Dates of Project: March 1, 2005 - February 28 , 2006
Amount Approved: $44,175
I. BACKGROUND:
In many respects, prospects for democracy in Russia seem bleaker today than at any time since the collapse of the USSR. After four years in office, President Vladimir Putin has eliminated virtually all possibility of opposition to his administration. Even mildly critical programming has disappeared from Russia’s television networks, and independent radio networks and newspapers are difficult for ordinary Russians to access. Mr. Putin has gutted the powers of the upper house of the Russian parliament, the Federation Council, and has subordinated the lower house, the State Duma, by engineering a commanding majority for the United Russia party, which backs most of his proposals unconditionally. Democratic political parties have been reduced to marginal status, and Mr. Putin has recently put forward proposals to to make regional governors appointed, rather than elected, and to abolish directly elected representatives to the State Duma in favor of party lists. Other recent statements by Mr. Putin seem to indicate that a major campaign against independent NGOs is planned for coming months.
Nevertheless, there are countervailing forces in society that can serve, to some extent, to balance the rapidly increasing power of the central government. Committed citizens continue to mobilize efforts in support of a wide variety of causes across Russia. With enough support, these groups can still have significant effects. During the spring and summer of 2004, Russian civil society organizations succeeded in mobilizing widespread opposition to a law pending before the Russian Duma that would have restricted the ability of Russian citizens to organize public demonstrations, protests and meetings. This law was eventually withdrawn from consideration.

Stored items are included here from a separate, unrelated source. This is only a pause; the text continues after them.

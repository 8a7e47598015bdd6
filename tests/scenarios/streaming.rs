use std::time::Duration;

use http::StatusCode;
use http::header::{CONTENT_TYPE, HeaderValue};
use schemeshell::{
    NetworkError, ProtocolRequest, Responder, ResponseKind, StreamResponse, stream_channel,
};

use crate::local_router;

#[tokio::test]
async fn stream_chunks_arrive_in_order() {
    let router = local_router();
    router
        .register("atom", ResponseKind::Stream, |_: &ProtocolRequest, responder: Responder| {
            let (sender, receiver) = stream_channel();
            responder.respond(
                StreamResponse::new(receiver)
                    .header(CONTENT_TYPE, HeaderValue::from_static("text/plain")),
            );
            tokio::spawn(async move {
                for chunk in ["val", "ar ", "morghulis"] {
                    tokio::time::sleep(Duration::from_millis(5)).await;
                    sender.push(chunk);
                }
                sender.end();
            });
        })
        .expect("register");

    let response = router
        .dispatch(ProtocolRequest::get("atom://host/").expect("url"))
        .await
        .expect("response");

    assert_eq!(response.status, StatusCode::OK);
    assert!(response.body.is_streaming());
    assert_eq!(response.header_str(CONTENT_TYPE), Some("text/plain"));
    assert_eq!(response.text().await.expect("body"), "valar morghulis");
}

#[tokio::test]
async fn aborted_stream_fails_the_body() {
    let router = local_router();
    router
        .register("atom", ResponseKind::Stream, |_: &ProtocolRequest, responder: Responder| {
            let (sender, receiver) = stream_channel();
            responder.respond(StreamResponse::new(receiver));
            sender.push("partial");
            sender.abort("disk unplugged");
        })
        .expect("register");

    let response = router
        .dispatch(ProtocolRequest::get("atom://host/").expect("url"))
        .await
        .expect("headers arrive before the failure");

    let err = response.body.collect().await.expect_err("aborted");
    assert!(matches!(err, NetworkError::StreamAborted(reason) if reason.contains("disk unplugged")));
}

#[tokio::test]
async fn stream_redirect_is_dispatched_again() {
    let router = local_router();
    router
        .register("atom", ResponseKind::Stream, |request: &ProtocolRequest, responder: Responder| {
            if request.url().path() == "/old" {
                let redirect = StreamResponse::redirect(StatusCode::FOUND, "/new").expect("location");
                responder.respond(redirect);
                return;
            }
            let (sender, receiver) = stream_channel();
            responder.respond(StreamResponse::new(receiver));
            sender.push(format!("at {}", request.url().path()));
        })
        .expect("register");

    let response = router
        .dispatch(ProtocolRequest::get("atom://host/old").expect("url"))
        .await
        .expect("response");
    assert_eq!(response.text().await.expect("body"), "at /new");
}

#[tokio::test]
async fn dropped_responder_fails_the_request() {
    let router = local_router();
    router
        .register("atom", ResponseKind::Stream, |_: &ProtocolRequest, _responder: Responder| {})
        .expect("register");

    let err = router
        .dispatch(ProtocolRequest::get("atom://host/").expect("url"))
        .await
        .expect_err("no answer");
    assert_eq!(err, NetworkError::HandlerDropped);
}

Both the proposal to dispense with directly elected governors and deputies and the recent replacement of social benefits with cash payments are quite unpopular with the Russian public, despite their widespread support inside the government. Human rights groups, in particular, can play a significant role in mobilizing people. On an everyday basis, they also serve to make life somewhat more plural and humane in a country not known for its respect for individual dignity.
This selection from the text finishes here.